**Records excerpted from a collection:**
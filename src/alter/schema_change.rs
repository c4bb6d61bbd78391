use crate::alter::job::{AlterJobPayload, JobType, ShadowIndex};
use crate::alter::registry::JobRegistry;
use crate::alter::{AlterClause, AlterHandler};
use crate::catalog::schema::{ColumnDef, ColumnPosition};
use crate::catalog::table::Table;
use crate::catalog::types::IndexId;
use crate::catalog::validate_columns;
use crate::error::{FeError, ResourceType};
use std::collections::BTreeMap;

/// Plans add/drop column requests: one shadow index per affected index,
/// each a copy of the current columns plus the requested delta.
#[derive(Debug)]
pub struct SchemaChangeHandler {
    registry: JobRegistry,
}

impl Default for SchemaChangeHandler {
    fn default() -> Self {
        Self {
            registry: JobRegistry::new(JobType::SchemaChange),
        }
    }
}

struct WorkingIndex {
    name: String,
    columns: Vec<ColumnDef>,
    changed: bool,
}

impl AlterHandler for SchemaChangeHandler {
    fn job_type(&self) -> JobType {
        JobType::SchemaChange
    }

    fn registry(&self) -> &JobRegistry {
        &self.registry
    }

    fn plan(
        &self,
        table: &Table,
        clauses: &[AlterClause],
        next_index_id: &dyn Fn() -> IndexId,
    ) -> Result<AlterJobPayload, FeError> {
        let mut working: BTreeMap<IndexId, WorkingIndex> = table
            .indexes()
            .into_iter()
            .map(|(name, meta)| {
                (
                    meta.index_id,
                    WorkingIndex {
                        name: name.to_string(),
                        columns: meta.columns.clone(),
                        changed: false,
                    },
                )
            })
            .collect();
        let base_id = table.base_index_id();

        for clause in clauses {
            match clause {
                AlterClause::AddColumn {
                    column,
                    position,
                    rollup,
                } => {
                    let target = resolve_index(table, rollup.as_deref())?;
                    if target != base_id {
                        // Rollup columns are always backed by a base column.
                        let base = working_index(&mut working, base_id)?;
                        if base.columns.iter().all(|c| !c.name_matches(&column.name)) {
                            insert_column(table.name(), &mut base.columns, column.clone(), None)?;
                            base.changed = true;
                        }
                    }
                    let index = working_index(&mut working, target)?;
                    insert_column(table.name(), &mut index.columns, column.clone(), position.as_ref())?;
                    index.changed = true;
                }
                AlterClause::DropColumn { name, rollup } => match rollup {
                    Some(rollup) => {
                        let target = resolve_index(table, Some(rollup))?;
                        let index = working_index(&mut working, target)?;
                        remove_column(table.name(), &mut index.columns, name)?;
                        index.changed = true;
                    }
                    None => {
                        let base = working_index(&mut working, base_id)?;
                        remove_column(table.name(), &mut base.columns, name)?;
                        base.changed = true;
                        for (index_id, index) in working.iter_mut() {
                            if *index_id != base_id
                                && index.columns.iter().any(|c| c.name_matches(name))
                            {
                                index.columns.retain(|c| !c.name_matches(name));
                                index.changed = true;
                            }
                        }
                    }
                },
                AlterClause::AddRollup { .. } => {
                    return Err(FeError::Validation(
                        "rollup clauses are not schema changes".into(),
                    ));
                }
            }
        }

        let mut shadows = Vec::new();
        for (index_id, index) in working.into_iter().filter(|(_, w)| w.changed) {
            validate_columns(table.name(), table.engine(), &index.columns).map_err(|e| match e {
                FeError::Validation(msg) => {
                    FeError::Validation(format!("index '{}': {msg}", index.name))
                }
                other => other,
            })?;
            let origin = table.index_meta(index_id).ok_or_else(|| {
                FeError::not_found(ResourceType::Index, format!("{}.{}", table.name(), index.name))
            })?;
            shadows.push(ShadowIndex {
                origin_index_id: Some(index_id),
                index_name: index.name,
                schema: origin.evolve(next_index_id(), index.columns),
            });
        }
        if shadows.is_empty() {
            return Err(FeError::Validation(format!(
                "alter on table '{}' changes nothing",
                table.name()
            )));
        }
        Ok(AlterJobPayload::SchemaChange { shadows })
    }
}

fn resolve_index(table: &Table, rollup: Option<&str>) -> Result<IndexId, FeError> {
    match rollup {
        None => Ok(table.base_index_id()),
        Some(name) => table.index_id_by_name(name).ok_or_else(|| {
            FeError::not_found(ResourceType::Index, format!("{}.{name}", table.name()))
        }),
    }
}

fn working_index(
    working: &mut BTreeMap<IndexId, WorkingIndex>,
    index_id: IndexId,
) -> Result<&mut WorkingIndex, FeError> {
    working.get_mut(&index_id).ok_or_else(|| {
        FeError::not_found(ResourceType::Index, index_id.to_string())
    })
}

/// Without an explicit position, key columns go after the last key column
/// and value columns at the end.
fn insert_column(
    table: &str,
    columns: &mut Vec<ColumnDef>,
    column: ColumnDef,
    position: Option<&ColumnPosition>,
) -> Result<(), FeError> {
    if columns.iter().any(|c| c.name_matches(&column.name)) {
        return Err(FeError::DuplicateColumn {
            table: table.to_string(),
            column: column.name,
        });
    }
    if !column.nullable && column.default_value.is_none() && !column.is_key {
        return Err(FeError::Validation(format!(
            "new NOT NULL column '{}' needs a default value",
            column.name
        )));
    }
    let at = match position {
        Some(ColumnPosition::First) => 0,
        Some(ColumnPosition::After(after)) => {
            columns
                .iter()
                .position(|c| c.name_matches(after))
                .ok_or_else(|| FeError::UnknownColumn {
                    table: table.to_string(),
                    column: after.clone(),
                })?
                + 1
        }
        None if column.is_key => columns.iter().take_while(|c| c.is_key).count(),
        None => columns.len(),
    };
    columns.insert(at, column);
    Ok(())
}

fn remove_column(table: &str, columns: &mut Vec<ColumnDef>, name: &str) -> Result<(), FeError> {
    let at = columns
        .iter()
        .position(|c| c.name_matches(name))
        .ok_or_else(|| FeError::UnknownColumn {
            table: table.to_string(),
            column: name.to_string(),
        })?;
    if columns[at].is_key {
        return Err(FeError::Validation(format!(
            "cannot drop key column '{name}' of table '{table}'"
        )));
    }
    columns.remove(at);
    Ok(())
}

#[cfg(test)]
mod tests {
    use super::SchemaChangeHandler;
    use crate::alter::job::AlterJobPayload;
    use crate::alter::{AlterClause, AlterHandler};
    use crate::catalog::schema::{ColumnDef, ColumnPosition, SchemaVersion};
    use crate::catalog::table::Table;
    use crate::catalog::types::{ColumnType, TableEngine};
    use crate::error::FeError;
    use std::cell::Cell;

    fn table() -> Table {
        let mut t = Table::new(
            2,
            "tbl1",
            TableEngine::Olap,
            SchemaVersion::new(
                3,
                0,
                vec![
                    ColumnDef::key("k1", ColumnType::Int),
                    ColumnDef::value("v1", ColumnType::BigInt),
                ],
            ),
        );
        t.add_index(
            "r1",
            SchemaVersion::new(
                4,
                0,
                vec![
                    ColumnDef::key("k1", ColumnType::Int),
                    ColumnDef::value("v1", ColumnType::BigInt),
                ],
            ),
        )
        .expect("rollup");
        t
    }

    fn plan(t: &Table, clauses: &[AlterClause]) -> Result<AlterJobPayload, FeError> {
        let next = Cell::new(100u64);
        SchemaChangeHandler::default().plan(t, clauses, &|| {
            let id = next.get();
            next.set(id + 1);
            id
        })
    }

    fn shadows(payload: &AlterJobPayload) -> Vec<(String, Vec<String>, u32)> {
        payload
            .shadow_indexes()
            .iter()
            .map(|s| {
                (
                    s.index_name.clone(),
                    s.schema.column_names().iter().map(|c| c.to_string()).collect(),
                    s.schema.schema_version,
                )
            })
            .collect()
    }

    #[test]
    fn add_value_column_touches_only_base() {
        let t = table();
        let payload = plan(
            &t,
            &[AlterClause::AddColumn {
                column: ColumnDef::value("k2", ColumnType::Int).with_default("1"),
                position: None,
                rollup: None,
            }],
        )
        .expect("plan");
        assert_eq!(
            shadows(&payload),
            vec![("tbl1".to_string(), vec!["k1".into(), "v1".into(), "k2".into()], 1)]
        );
    }

    #[test]
    fn add_key_column_lands_after_existing_keys() {
        let t = table();
        let payload = plan(
            &t,
            &[AlterClause::AddColumn {
                column: ColumnDef::key("k0", ColumnType::Int),
                position: Some(ColumnPosition::After("k1".into())),
                rollup: None,
            }],
        )
        .expect("plan");
        assert_eq!(shadows(&payload)[0].1, vec!["k1", "k0", "v1"]);
    }

    #[test]
    fn add_column_to_rollup_also_adds_it_to_base() {
        let t = table();
        let payload = plan(
            &t,
            &[AlterClause::AddColumn {
                column: ColumnDef::value("v2", ColumnType::Int),
                position: None,
                rollup: Some("r1".into()),
            }],
        )
        .expect("plan");
        let names: Vec<String> = shadows(&payload).into_iter().map(|s| s.0).collect();
        assert_eq!(names, vec!["tbl1".to_string(), "r1".to_string()]);
    }

    #[test]
    fn drop_column_cascades_to_rollups() {
        let t = table();
        let payload = plan(
            &t,
            &[AlterClause::DropColumn {
                name: "V1".into(),
                rollup: None,
            }],
        )
        .expect("plan");
        let s = shadows(&payload);
        assert_eq!(s.len(), 2);
        assert!(s.iter().all(|(_, cols, _)| cols == &vec!["k1".to_string()]));
    }

    #[test]
    fn invalid_requests_are_rejected() {
        let t = table();
        assert!(matches!(
            plan(
                &t,
                &[AlterClause::AddColumn {
                    column: ColumnDef::value("K1", ColumnType::Int),
                    position: None,
                    rollup: None,
                }]
            ),
            Err(FeError::DuplicateColumn { .. })
        ));
        assert!(matches!(
            plan(
                &t,
                &[AlterClause::DropColumn {
                    name: "nope".into(),
                    rollup: None,
                }]
            ),
            Err(FeError::UnknownColumn { .. })
        ));
        assert!(matches!(
            plan(
                &t,
                &[AlterClause::DropColumn {
                    name: "k1".into(),
                    rollup: None,
                }]
            ),
            Err(FeError::Validation(_))
        ));
        assert!(matches!(
            plan(
                &t,
                &[AlterClause::AddColumn {
                    column: ColumnDef::value("v9", ColumnType::Int).not_null(),
                    position: None,
                    rollup: None,
                }]
            ),
            Err(FeError::Validation(_))
        ));
    }
}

**What is being asked:** Gather each line in these records that contains the string "registry".

**Solved exercise:**
use crate::alter::registry::JobRegistry;
    registry: JobRegistry,
            registry: JobRegistry::new(JobType::SchemaChange),
    fn registry(&self) -> &JobRegistry {
        &self.registry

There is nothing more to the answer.